* _Dataset entries_
• • • • •

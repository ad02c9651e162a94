//! The transaction history page with search, month and category filters.

use std::sync::{Arc, Mutex};

use axum::{
    Extension,
    extract::{FromRef, Query, State},
    response::{IntoResponse, Response},
};
use maud::{Markup, html};
use rusqlite::Connection;
use time::UtcOffset;

use crate::{
    AppState, Error,
    auth::UserID,
    endpoints,
    html::{
        BUTTON_SECONDARY_STYLE, CARD_STYLE, FORM_LABEL_STYLE, FORM_TEXT_INPUT_STYLE,
        PAGE_CONTAINER_STYLE, base, link,
    },
    navigation::NavBar,
    timezone::local_offset_or_error,
};

use super::{
    core::{Transaction, list_transactions},
    filter::{
        ALL, DateGroup, FilterQuery, MONTH_NAMES, MonthFilter, TransactionFilter, categories,
        filter_transactions, group_by_date,
    },
    view::transaction_row,
};

/// The state needed for displaying the history page.
#[derive(Debug, Clone)]
pub struct HistoryState {
    /// The database connection for reading transactions.
    pub db_connection: Arc<Mutex<Connection>>,
    /// The local timezone as a canonical timezone name, e.g. "Asia/Jakarta".
    pub local_timezone: String,
}

impl FromRef<AppState> for HistoryState {
    fn from_ref(state: &AppState) -> Self {
        Self {
            db_connection: state.db_connection.clone(),
            local_timezone: state.local_timezone.clone(),
        }
    }
}

/// Display the user's transactions grouped by day, narrowed down by the
/// filters in the query string.
pub async fn get_history_page(
    State(state): State<HistoryState>,
    Extension(user_id): Extension<UserID>,
    Query(query): Query<FilterQuery>,
) -> Result<Response, Error> {
    let local_offset = local_offset_or_error(&state.local_timezone)?;

    let transactions = {
        let connection = state
            .db_connection
            .lock()
            .inspect_err(|error| tracing::error!("could not acquire database lock: {error}"))
            .map_err(|_| Error::DatabaseLockError)?;

        list_transactions(user_id, &connection)
            .inspect_err(|error| tracing::error!("could not get transactions: {error}"))?
    };

    let filter = TransactionFilter::from(query);

    Ok(history_view(&transactions, &filter, local_offset).into_response())
}

fn history_view(
    transactions: &[Transaction],
    filter: &TransactionFilter,
    local_offset: UtcOffset,
) -> Markup {
    let nav_bar = NavBar::new(endpoints::TRANSACTIONS_VIEW).into_html();
    let filtered = filter_transactions(transactions, filter, local_offset);
    let groups = group_by_date(&filtered, local_offset);
    let export_url = format!("{}?{}", endpoints::EXPORT, filter.to_query_string());

    let content = html! {
        (nav_bar)

        div class=(PAGE_CONTAINER_STYLE)
        {
            h1 class="self-start text-xl font-bold" { "Transaction History" }

            (filter_form(filter, &categories(transactions)))

            @if !filter.is_empty() {
                p id="filter-summary" class="self-start text-sm"
                {
                    "Showing " (filtered.len()) " of " (transactions.len()) " transactions. "
                    (link(endpoints::TRANSACTIONS_VIEW, "Clear filters"))
                }
            }

            a
                id="export-link"
                href=(export_url)
                download="transactions.csv"
                class=(BUTTON_SECONDARY_STYLE)
            {
                "Export CSV"
            }

            (grouped_list(&groups, local_offset))
        }
    };

    base("History", &[], &content)
}

fn filter_form(filter: &TransactionFilter, categories: &[String]) -> Markup {
    let selected_category = filter.category.as_deref().unwrap_or(ALL);

    html! {
        form
            method="get"
            action=(endpoints::TRANSACTIONS_VIEW)
            class={ "grid grid-cols-1 gap-4 sm:grid-cols-3 " (CARD_STYLE) }
        {
            div
            {
                label for="search" class=(FORM_LABEL_STYLE) { "Search" }

                input
                    type="search"
                    name="search"
                    id="search"
                    placeholder="Search titles"
                    value=(filter.search)
                    class=(FORM_TEXT_INPUT_STYLE);
            }

            div
            {
                label for="month" class=(FORM_LABEL_STYLE) { "Month" }

                select name="month" id="month" class=(FORM_TEXT_INPUT_STYLE)
                {
                    option value=(ALL) selected[filter.month.is_none()] { "All months" }

                    @for (index, name) in MONTH_NAMES.iter().enumerate() {
                        option
                            value=(index)
                            selected[filter.month == Some(MonthFilter::Index(index as u8))]
                        {
                            (name)
                        }
                    }
                }
            }

            div
            {
                label for="category" class=(FORM_LABEL_STYLE) { "Category" }

                select name="category" id="category" class=(FORM_TEXT_INPUT_STYLE)
                {
                    option value=(ALL) selected[selected_category == ALL] { "All categories" }

                    @for category in categories {
                        option
                            value=(category)
                            selected[selected_category == category]
                        {
                            (category)
                        }
                    }
                }
            }

            button type="submit" class={ "sm:col-span-3 " (BUTTON_SECONDARY_STYLE) }
            {
                "Apply filters"
            }
        }
    }
}

fn grouped_list(groups: &[DateGroup], local_offset: UtcOffset) -> Markup {
    html! {
        section id="history" class="w-full space-y-4"
        {
            @if groups.is_empty() {
                p class="py-8 text-center text-sm text-gray-400" { "No transactions found" }
            }

            @for group in groups {
                div class=(CARD_STYLE)
                {
                    h2 class="text-sm font-semibold text-gray-500 dark:text-gray-400"
                    {
                        (group.label())
                    }

                    ul class="divide-y divide-gray-200 dark:divide-gray-700"
                    {
                        @for transaction in &group.transactions {
                            (transaction_row(transaction, local_offset))
                        }
                    }
                }
            }
        }
    }
}

#[cfg(test)]
mod history_tests {
    use std::sync::{Arc, Mutex};

    use axum::{
        Extension,
        extract::{Query, State},
    };
    use rusqlite::Connection;
    use scraper::{Html, Selector};
    use time::macros::datetime;

    use crate::{
        auth::{PasswordHash, UserID, create_user},
        db::initialize,
        test_utils::{assert_status_ok, assert_valid_html, parse_html_document},
        transaction::{FilterQuery, NewTransaction, create_transaction},
    };

    use super::{HistoryState, get_history_page};

    fn get_test_state() -> (HistoryState, UserID) {
        let connection = Connection::open_in_memory().unwrap();
        initialize(&connection).unwrap();
        let user = create_user(
            "test@example.com",
            PasswordHash::new_unchecked("hunter2"),
            &connection,
        )
        .unwrap();

        let transactions = [
            ("Coffee", "45000", "expense", "Food", datetime!(2025-01-15 01:00 UTC)),
            ("Lunch", "30000", "expense", "Food", datetime!(2025-01-15 05:00 UTC)),
            ("Salary", "5000000", "income", "Other", datetime!(2025-02-01 02:00 UTC)),
        ];

        for (title, amount, kind, category, created_at) in transactions {
            create_transaction(
                user.id,
                NewTransaction::parse(title, amount, kind, category)
                    .unwrap()
                    .created_at(created_at),
                &connection,
            )
            .unwrap();
        }

        let state = HistoryState {
            db_connection: Arc::new(Mutex::new(connection)),
            local_timezone: "Asia/Jakarta".to_owned(),
        };

        (state, user.id)
    }

    fn group_labels(html: &Html) -> Vec<String> {
        html.select(&Selector::parse("#history h2").unwrap())
            .map(|heading| heading.text().collect::<String>().trim().to_owned())
            .collect()
    }

    #[tokio::test]
    async fn groups_transactions_by_day() {
        let (state, user_id) = get_test_state();

        let response = get_history_page(
            State(state),
            Extension(user_id),
            Query(FilterQuery::default()),
        )
        .await
        .unwrap();

        assert_status_ok(&response);
        let html = parse_html_document(response).await;
        assert_valid_html(&html);
        assert_eq!(
            group_labels(&html),
            vec![
                "Saturday, 1 February 2025".to_owned(),
                "Wednesday, 15 January 2025".to_owned()
            ]
        );
        let rows = html.select(&Selector::parse("#history li").unwrap()).count();
        assert_eq!(rows, 3);
    }

    #[tokio::test]
    async fn applies_filters_from_query() {
        let (state, user_id) = get_test_state();
        let query = FilterQuery {
            search: "coff".to_owned(),
            month: "0".to_owned(),
            category: "Food".to_owned(),
        };

        let response = get_history_page(State(state), Extension(user_id), Query(query))
            .await
            .unwrap();

        let html = parse_html_document(response).await;
        assert_eq!(
            group_labels(&html),
            vec!["Wednesday, 15 January 2025".to_owned()]
        );
        let rows = html.select(&Selector::parse("#history li").unwrap()).count();
        assert_eq!(rows, 1);
        let summary = html
            .select(&Selector::parse("#filter-summary").unwrap())
            .next()
            .expect("filtered page should show a summary");
        assert!(
            summary
                .text()
                .collect::<String>()
                .contains("Showing 1 of 3 transactions."),
            "got summary {:?}",
            summary.text().collect::<String>()
        );
    }

    #[tokio::test]
    async fn export_link_keeps_filters() {
        let (state, user_id) = get_test_state();
        let query = FilterQuery {
            search: String::new(),
            month: "1".to_owned(),
            category: "all".to_owned(),
        };

        let response = get_history_page(State(state), Extension(user_id), Query(query))
            .await
            .unwrap();

        let html = parse_html_document(response).await;
        let href = html
            .select(&Selector::parse("#export-link").unwrap())
            .next()
            .expect("No export link found")
            .value()
            .attr("href")
            .map(str::to_owned);
        assert_eq!(
            href.as_deref(),
            Some("/api/transactions/export?search=&month=1&category=all")
        );
    }

    #[tokio::test]
    async fn selects_current_filters_in_form() {
        let (state, user_id) = get_test_state();
        let query = FilterQuery {
            search: "sal".to_owned(),
            month: "1".to_owned(),
            category: "Other".to_owned(),
        };

        let response = get_history_page(State(state), Extension(user_id), Query(query))
            .await
            .unwrap();

        let html = parse_html_document(response).await;
        let selected: Vec<String> = html
            .select(&Selector::parse("option[selected]").unwrap())
            .map(|option| option.value().attr("value").unwrap_or_default().to_owned())
            .collect();
        assert_eq!(selected, vec!["1".to_owned(), "Other".to_owned()]);
        let search_value = html
            .select(&Selector::parse("input[name=search]").unwrap())
            .next()
            .and_then(|input| input.value().attr("value"))
            .map(str::to_owned);
        assert_eq!(search_value.as_deref(), Some("sal"));
    }

    #[tokio::test]
    async fn shows_message_when_nothing_matches() {
        let (state, user_id) = get_test_state();
        let query = FilterQuery {
            search: "nothing like this".to_owned(),
            ..Default::default()
        };

        let response = get_history_page(State(state), Extension(user_id), Query(query))
            .await
            .unwrap();

        let html = parse_html_document(response).await;
        let message = html
            .select(&Selector::parse("#history p").unwrap())
            .next()
            .expect("No empty message found")
            .text()
            .collect::<String>();
        assert_eq!(message.trim(), "No transactions found");
    }
}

• • • • •

* _About this exercise_
Your answer should be a single number: how many lines in the preceding entries contain "option".

* _Written response_
6